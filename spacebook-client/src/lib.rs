//! Клиентская библиотека социальной сети Spacebook.
//!
//! Поверх REST API (`reqwest`) предоставляет:
//! - нормализацию ответов в [`ApiResponse`] с таблицей статусов на каждый
//!   эндпоинт ([`HttpClient`]);
//! - вход, регистрацию и профиль ([`AccountService`]);
//! - ленту, CRUD постов и переключение лайка ([`PostEngine`]);
//! - доступ к ленте по дружбе и заявки в друзья ([`FriendshipResolver`]);
//! - локальные черновики и расписание ([`DraftStore`]);
//! - фоновую публикацию расписания ([`BackgroundPublisher`], [`IntervalHost`]).
//!
//! Сессия не хранится внутри клиента: каждая операция получает [`Session`]
//! явно.
#![warn(missing_docs)]

mod account;
mod api;
mod drafts;
mod error;
mod friendship;
mod http_client;
mod models;
mod posts;
mod publisher;
mod response;
mod scope;
mod session;
mod storage;

#[cfg(test)]
mod fake_api;

pub use account::{AccountService, Registration, RegistrationCredentials, RegistrationDraft};
pub use api::SpacebookApi;
pub use drafts::DraftStore;
pub use error::{SpacebookError, SpacebookResult, UnreachableKind};
pub use friendship::{FriendsSnapshot, FriendshipResolver, ProfileView, RequestDecision};
pub use http_client::{AUTH_HEADER, CONNECT_TIMEOUT, HttpClient, REQUEST_TIMEOUT};
pub use models::{
    Author, CreatedPost, Draft, FriendshipState, LikeConflict, LoginResponse, Photo, Post,
    PublishLease, ScheduleEntry, SearchQuery, SearchScope, Session, SignupResponse, User, UserPatch,
    UserSummary,
};
pub use posts::{LikeAction, Mutation, PostEngine, PostPermissions};
pub use publisher::{
    BackgroundPublisher, BackgroundTask, FetchResult, IntervalHost, PUBLISH_LEASE_MS,
};
pub use response::{ApiResponse, FailureKind};
pub use scope::ViewScope;
pub use session::SessionStore;
pub use storage::{
    DRAFTS_KEY, FileStore, KeyValueStore, MemoryStore, SCHEDULE_KEY, SESSION_TOKEN_KEY,
    StoreError, StoreResult, USER_ID_KEY, offload,
};
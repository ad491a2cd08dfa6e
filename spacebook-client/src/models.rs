use base64::Engine;
use base64::engine::general_purpose::STANDARD;
use serde::{Deserialize, Serialize};

#[derive(Debug, Clone, PartialEq, Eq, Serialize, Deserialize)]
/// Сессия авторизованного пользователя.
///
/// Создаётся при входе/регистрации и передаётся в каждую операцию явно.
pub struct Session {
    /// Идентификатор пользователя.
    pub user_id: i64,
    /// Токен сессии, отправляется в заголовке `X-Authorization`.
    pub session_token: String,
}

impl Session {
    /// Создаёт сессию из идентификатора и токена.
    pub fn new(user_id: i64, session_token: impl Into<String>) -> Self {
        Self {
            user_id,
            session_token: session_token.into(),
        }
    }
}

#[derive(Debug, Clone, PartialEq, Eq, Serialize, Deserialize)]
/// Профиль пользователя.
pub struct User {
    /// Идентификатор пользователя.
    pub user_id: i64,
    /// Имя.
    pub first_name: String,
    /// Фамилия.
    pub last_name: String,
    /// Email.
    pub email: String,
    /// Количество друзей.
    pub friend_count: i64,
}

#[derive(Debug, Clone, PartialEq, Eq, Serialize, Deserialize)]
/// Краткие данные пользователя: друг, заявка в друзья, результат поиска.
pub struct UserSummary {
    /// Идентификатор пользователя.
    pub user_id: i64,
    /// Имя.
    pub first_name: String,
    /// Фамилия.
    pub last_name: String,
    /// Email.
    pub email: String,
}

#[derive(Debug, Clone, PartialEq, Eq, Serialize, Deserialize)]
/// Автор поста.
pub struct Author {
    /// Идентификатор автора.
    pub user_id: i64,
    /// Имя.
    pub first_name: String,
    /// Фамилия.
    pub last_name: String,
    /// Email.
    pub email: String,
}

#[derive(Debug, Clone, PartialEq, Eq, Serialize, Deserialize)]
/// Пост на странице пользователя.
///
/// Идентификатор всегда назначает сервер. Флага "я лайкнул этот пост"
/// сервер не отдаёт.
pub struct Post {
    /// Идентификатор поста.
    pub post_id: i64,
    /// Текст поста.
    pub text: String,
    /// Время публикации, unix ms.
    pub timestamp: i64,
    /// Автор.
    pub author: Author,
    /// Количество лайков.
    pub num_likes: i64,
}

#[derive(Debug, Clone, Copy, PartialEq, Eq, Serialize, Deserialize)]
/// Ответ на создание поста.
pub struct CreatedPost {
    /// Идентификатор созданного поста.
    pub post_id: i64,
}

#[derive(Debug, Clone, PartialEq, Eq, Serialize, Deserialize)]
/// Ответ после успешного входа.
pub struct LoginResponse {
    /// Идентификатор пользователя.
    pub id: i64,
    /// Токен сессии.
    pub token: String,
}

impl From<LoginResponse> for Session {
    fn from(value: LoginResponse) -> Self {
        Self {
            user_id: value.id,
            session_token: value.token,
        }
    }
}

#[derive(Debug, Clone, Copy, PartialEq, Eq, Serialize, Deserialize)]
/// Ответ после успешной регистрации.
pub struct SignupResponse {
    /// Идентификатор нового пользователя.
    pub id: i64,
}

#[derive(Debug, Clone, Default, PartialEq, Eq, Serialize, Deserialize)]
/// Изменение профиля. Поля `None` не отправляются.
pub struct UserPatch {
    /// Новое имя.
    pub first_name: Option<String>,
    /// Новая фамилия.
    pub last_name: Option<String>,
}

#[derive(Debug, Clone, PartialEq, Eq)]
/// Фото профиля.
pub struct Photo {
    /// MIME-тип (`image/png`, `image/jpeg`).
    pub content_type: String,
    /// Содержимое файла.
    pub bytes: Vec<u8>,
}

impl Photo {
    /// Кодирует фото в `data:` URL.
    pub fn to_data_url(&self) -> String {
        format!(
            "data:{};base64,{}",
            self.content_type,
            STANDARD.encode(&self.bytes)
        )
    }
}

#[derive(Debug, Clone, Copy, Default, PartialEq, Eq, Serialize, Deserialize)]
/// Где искать пользователей.
pub enum SearchScope {
    /// Среди всех пользователей.
    #[default]
    All,
    /// Только среди друзей.
    Friends,
}

impl SearchScope {
    pub(crate) fn as_query_value(self) -> &'static str {
        match self {
            Self::All => "all",
            Self::Friends => "friends",
        }
    }
}

#[derive(Debug, Clone, PartialEq, Eq)]
/// Параметры поиска пользователей.
pub struct SearchQuery {
    /// Строка поиска.
    pub query: String,
    /// Область поиска.
    pub scope: SearchScope,
    /// Максимум результатов.
    pub limit: u32,
    /// Смещение от начала выборки.
    pub offset: u32,
}

impl SearchQuery {
    /// Лимит, который использует клиент по умолчанию.
    pub const DEFAULT_LIMIT: u32 = 20;

    /// Поиск по всем пользователям с лимитом по умолчанию.
    pub fn new(query: impl Into<String>) -> Self {
        Self {
            query: query.into(),
            scope: SearchScope::All,
            limit: Self::DEFAULT_LIMIT,
            offset: 0,
        }
    }
}

#[derive(Debug, Clone, Copy, Default, PartialEq, Eq, Serialize, Deserialize)]
/// Флаг уточнения в неуспешном ответе на лайк/анлайк.
pub struct LikeConflict {
    /// Пост уже лайкнут текущим пользователем.
    pub is_already_liked: bool,
    /// Пост уже не лайкнут текущим пользователем.
    pub is_already_unliked: bool,
}

#[derive(Debug, Clone, PartialEq, Eq, Serialize, Deserialize)]
/// Неотправленный черновик поста. Живёт только в локальном хранилище.
pub struct Draft {
    /// Локальный идентификатор (время создания, unix ms).
    pub id: i64,
    /// Текст черновика.
    pub text: String,
}

#[derive(Debug, Clone, PartialEq, Eq, Serialize, Deserialize)]
/// Черновик, запланированный к публикации.
pub struct ScheduleEntry {
    /// Черновик.
    pub draft: Draft,
    /// Целевое время публикации, unix ms.
    pub timestamp: i64,
    /// Отметка фоновой публикации, которая сейчас идёт.
    #[serde(default, skip_serializing_if = "Option::is_none")]
    pub lease: Option<PublishLease>,
}

impl ScheduleEntry {
    /// Новая запись без отметки публикации.
    pub fn new(draft: Draft, timestamp: i64) -> Self {
        Self {
            draft,
            timestamp,
            lease: None,
        }
    }

    /// Время публикации наступило.
    pub fn is_due(&self, now_ms: i64) -> bool {
        now_ms >= self.timestamp
    }

    /// Запись сейчас публикуется.
    pub fn is_publishing(&self) -> bool {
        self.lease.is_some()
    }
}

#[derive(Debug, Clone, PartialEq, Eq, Serialize, Deserialize)]
/// Захват записи расписания фоновым публикатором на время `createPost`.
///
/// Запись остаётся в `in_schedule`, поэтому отмена пользователем во время
/// запроса видна публикатору.
pub struct PublishLease {
    /// Идентификатор публикатора.
    pub owner: String,
    /// Срок действия захвата, unix ms.
    pub expires_at: i64,
}

impl PublishLease {
    /// Захват просрочен: публикатор не вернулся к записи вовремя.
    pub fn is_expired(&self, now_ms: i64) -> bool {
        now_ms >= self.expires_at
    }
}

#[derive(Debug, Clone, Copy, PartialEq, Eq, Serialize, Deserialize)]
/// Отношение просматривающего к владельцу профиля. Не хранится, вычисляется
/// при каждом открытии профиля.
pub struct FriendshipState {
    /// Просматривающий - владелец профиля.
    pub is_self: bool,
    /// Просматривающий - друг владельца профиля.
    pub is_friend: bool,
}

impl FriendshipState {
    /// Лента постов профиля может быть запрошена.
    pub fn can_view_posts(&self) -> bool {
        self.is_self || self.is_friend
    }
}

══════

### EXERCISE
Starting from the records above, filter out all lines except those containing the word "пользователем".

### EXERCISE SOLUTION
    /// Пост уже лайкнут текущим пользователем.
    /// Пост уже не лайкнут текущим пользователем.
/// Запись остаётся в `in_schedule`, поэтому отмена пользователем во время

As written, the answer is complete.